Zerdüştlük - Parsilik - Mithraizm - Manilik
Eski çağlarda, şimdi adına İran dediğimiz ülkenin güneyinde asıl Pers'ler, kuzeyinde de Medyalılar oturmaktaydı. İran'ın büyük dini, Zerdüşt peygamberin kurduğu Zerdüştlüktür ki buna Mazdeizm de denir. Fakat daha önce kurulmuş bir din daha vardır: hatta Zerdüşt'ten önceki bir Mazdeizm'den de sözedilebilir. Bir de bu peygamberden sonraki bir Mazdeizm vardır. Son olarak da Mazdeizm, yani Zerdüştlük İran' dan kovulunca Parsi'liği doğurmuştur.
İran'ın içinde ise daha önceki dinlere az ya da çok yakın olan, Mithraizm ile Manilik adlı iki din daha ortaya çıkmıştır.

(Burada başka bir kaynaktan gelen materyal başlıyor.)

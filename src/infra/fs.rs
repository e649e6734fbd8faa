//! # File System Operations Module / 文件系统操作模块
//!
//! This module provides the JSON read/write helpers every stage uses, plus
//! the recursive scan behind the visual diff report.
//!
//! 此模块提供每个阶段使用的 JSON 读写辅助函数，以及视觉差异报告所需的递归扫描。
//!
//! Writes go to a temporary file in the destination directory which is then
//! renamed over the target, so readers never see a half-written file. There is
//! no locking; concurrent invocations against the same directory are not
//! supported.

use anyhow::{Context, Result};
use serde::Serialize;
use serde::de::DeserializeOwned;
use std::fs;
use std::io::Write;
use std::path::{Path, PathBuf};
use tempfile::NamedTempFile;
use walkdir::WalkDir;

use crate::core::error::PipelineError;

/// Reads and parses a JSON file.
///
/// # Errors
/// `MissingInput` when `path` does not exist, `MalformedInput` when it cannot
/// be read or parsed as `T`.
pub fn read_json<T: DeserializeOwned>(path: &Path) -> Result<T, PipelineError> {
    if !path.exists() {
        return Err(PipelineError::MissingInput {
            path: path.to_path_buf(),
        });
    }
    let malformed = |source: Box<dyn std::error::Error + Send + Sync>| PipelineError::MalformedInput {
        path: path.to_path_buf(),
        source,
    };
    let content = fs::read_to_string(path).map_err(|e| malformed(e.into()))?;
    let value = serde_json::from_str(&content).map_err(|e| malformed(e.into()))?;
    tracing::debug!(path = %path.display(), bytes = content.len(), "json read");
    Ok(value)
}

/// Reads a JSON file, returning `None` when it does not exist.
pub fn read_json_opt<T: DeserializeOwned>(path: &Path) -> Result<Option<T>, PipelineError> {
    match read_json(path) {
        Ok(value) => Ok(Some(value)),
        Err(PipelineError::MissingInput { .. }) => Ok(None),
        Err(e) => Err(e),
    }
}

/// Creates `dir` and its parents if needed.
pub fn ensure_dir(dir: &Path) -> Result<()> {
    if !dir.as_os_str().is_empty() && !dir.exists() {
        fs::create_dir_all(dir)
            .with_context(|| format!("Failed to create directory: {}", dir.display()))?;
    }
    Ok(())
}

/// Atomically replaces `path` with `contents`, creating the parent directory.
pub fn write_atomic(path: &Path, contents: &[u8]) -> Result<()> {
    let parent = match path.parent() {
        Some(p) if !p.as_os_str().is_empty() => p.to_path_buf(),
        _ => PathBuf::from("."),
    };
    ensure_dir(&parent)?;

    let mut tmp = NamedTempFile::new_in(&parent)
        .with_context(|| format!("Failed to create temporary file in {}", parent.display()))?;
    tmp.write_all(contents)
        .with_context(|| format!("Failed to write {}", path.display()))?;
    tmp.persist(path)
        .with_context(|| format!("Failed to replace {}", path.display()))?;
    tracing::debug!(path = %path.display(), bytes = contents.len(), "file written");
    Ok(())
}

/// Serializes `value` as pretty JSON (two-space indent) and writes it atomically.
pub fn write_json_pretty<T: Serialize + ?Sized>(path: &Path, value: &T) -> Result<()> {
    let json = serde_json::to_string_pretty(value)
        .with_context(|| format!("Failed to serialize {}", path.display()))?;
    write_atomic(path, json.as_bytes())
}

/// Recursively collects files under `dir` whose name ends with `suffix`,
/// sorted by path. A missing directory yields an empty list.
///
/// 递归收集 `dir` 下文件名以 `suffix` 结尾的文件，并按路径排序。目录不存在时返回空列表。
pub fn find_files_with_suffix(dir: &Path, suffix: &str) -> Result<Vec<PathBuf>> {
    if !dir.is_dir() {
        return Ok(Vec::new());
    }
    let mut found = Vec::new();
    for entry in WalkDir::new(dir).sort_by_file_name() {
        let entry =
            entry.with_context(|| format!("Failed to read directory: {}", dir.display()))?;
        if entry.file_type().is_file() && entry.file_name().to_string_lossy().ends_with(suffix) {
            found.push(entry.into_path());
        }
    }
    found.sort();
    Ok(found)
}
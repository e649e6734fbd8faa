use anyhow::{Context, Result};
use serde::{Deserialize, Serialize};
use std::fs;
use std::path::{Path, PathBuf};

use crate::core::history::History;
use crate::core::trend::DEFAULT_WINDOW;

/// Config file looked up in the working directory when `--config` is absent.
pub const DEFAULT_CONFIG_FILE: &str = "suite-metrics.toml";

pub const MERGED_FILE: &str = "merged-results.json";
pub const RESULTS_FILE: &str = "results.json";
pub const SUMMARY_FILE: &str = "summary.json";
pub const HISTORY_FILE: &str = "history.json";
pub const TRENDS_FILE: &str = "performance-trends.json";
pub const VISUAL_REPORT_FILE: &str = "visual-diff-report.html";

/// Overrides the reports directory.
pub const ENV_REPORTS_DIR: &str = "SUITE_METRICS_REPORTS_DIR";
/// Overrides the message language.
pub const ENV_LANG: &str = "SUITE_METRICS_LANG";

/// Settings for every pipeline stage, loaded from an optional TOML file.
/// Every field has a default, so an empty file (or no file) is valid.
///
/// 所有管道阶段的设置，从可选的 TOML 文件加载。
/// 每个字段都有默认值，因此空文件（或没有文件）也是有效的。
#[derive(Debug, Clone, PartialEq, Deserialize, Serialize)]
#[serde(default)]
pub struct MetricsConfig {
    /// The language for console messages (e.g., "en", "zh-CN", "es").
    /// Empty means "detect from the system".
    ///
    /// 控制台消息的语言（例如 "en"、"zh-CN"、"es"）。为空表示从系统检测。
    pub language: String,

    /// Directory holding reports and every derived JSON file.
    /// 存放报告及所有派生 JSON 文件的目录。
    pub reports_dir: PathBuf,

    /// Shard report file names merged, in order.
    /// 按顺序合并的分片报告文件名。
    pub merge_sources: Vec<String>,

    /// Maximum number of history entries kept.
    pub history_capacity: usize,

    /// Entries per trend window; trends need twice this many entries.
    pub trend_window: usize,

    /// Locale used for the human-readable date/time of history entries.
    pub date_locale: String,

    /// README updated by the `readme` command.
    pub readme_path: PathBuf,

    /// Directory scanned for visual diff images.
    pub test_results_dir: PathBuf,

    /// Root of the visual specs and their baseline snapshots, used by
    /// `cleanup-snapshots`.
    pub visual_tests_dir: PathBuf,
}

impl Default for MetricsConfig {
    fn default() -> Self {
        Self {
            language: String::new(),
            reports_dir: PathBuf::from("reports"),
            merge_sources: default_merge_sources(),
            history_capacity: History::DEFAULT_CAPACITY,
            trend_window: DEFAULT_WINDOW,
            date_locale: "es-PE".to_string(),
            readme_path: PathBuf::from("README.md"),
            test_results_dir: PathBuf::from("test-results"),
            visual_tests_dir: PathBuf::from("tests/visual"),
        }
    }
}

fn default_merge_sources() -> Vec<String> {
    [
        "test-results.json",
        "smoke-results.json",
        "regression-results.json",
        "api-results.json",
    ]
    .into_iter()
    .map(String::from)
    .collect()
}

impl MetricsConfig {
    pub fn from_toml(content: &str) -> Result<Self> {
        toml::from_str(content).context("Failed to parse metrics configuration")
    }

    /// Loads `explicit` (which must exist), else `suite-metrics.toml` if it
    /// exists in the working directory, else defaults.
    ///
    /// 加载 `explicit`（必须存在）；否则若工作目录中存在 `suite-metrics.toml` 则加载它；否则使用默认值。
    pub fn load(explicit: Option<&Path>) -> Result<Self> {
        let path = match explicit {
            Some(p) => p.to_path_buf(),
            None => {
                let fallback = PathBuf::from(DEFAULT_CONFIG_FILE);
                if !fallback.is_file() {
                    return Ok(Self::default());
                }
                fallback
            }
        };
        let content = fs::read_to_string(&path)
            .with_context(|| format!("Failed to read config file: {}", path.display()))?;
        let config = Self::from_toml(&content)
            .with_context(|| format!("Invalid config file: {}", path.display()))?;
        tracing::debug!(path = %path.display(), "configuration loaded");
        Ok(config)
    }

    /// Applies overrides from a variable lookup (normally `std::env::var`).
    pub fn apply_env<F>(&mut self, lookup: F)
    where
        F: Fn(&str) -> Option<String>,
    {
        if let Some(dir) = lookup(ENV_REPORTS_DIR).filter(|v| !v.is_empty()) {
            self.reports_dir = PathBuf::from(dir);
        }
        if let Some(lang) = lookup(ENV_LANG).filter(|v| !v.is_empty()) {
            self.language = lang;
        }
    }

    pub fn report_path(&self, file: &str) -> PathBuf {
        self.reports_dir.join(file)
    }
}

Sonradan kendilerine Hint-Avrupalı adı verilen grupların gerek Baltık kıyılarından, gerekse Güney Rusya'dan gelmişlerdi.. Kendilerine Arya (soylu) adını veren bu gruplar, içlerinden kimileri Hindistan'ı kuşatmadan önce, İran'ı kuşattılar.
Bunlar İran'da esmer, ya da belki de siyah tenli kavimleri hükümleri altına aldılar. Bu kavimlerde Totemik inanç ya da adetler yaşamaktaydı ve Animizm de gelişme halindeydi. Boğa, inek, at, köpek, yılan, kimi bitkiler kutsaldılar. Birçok tabular vardı ve bunlara aykırı davranmak, arıtıcı, temizleyici işlemler yapılmasını gerektiriyordu. Kimisi dost, kimisi düşman olan ruhlar hayvanlara, bitkilere, hatta dinsel alet vd. gibi kimi şeylere can vermekteydiler. Büyücülük çok yaygın haldeydi. Özellikle ölülerin ruhları canlıları korur sayılıyordu: Bunlar sonradan Fravaşi'ler, yani koruyucu melekler haline gelmişler ve Zerdüştlükte de az çok rol oynamışlardır.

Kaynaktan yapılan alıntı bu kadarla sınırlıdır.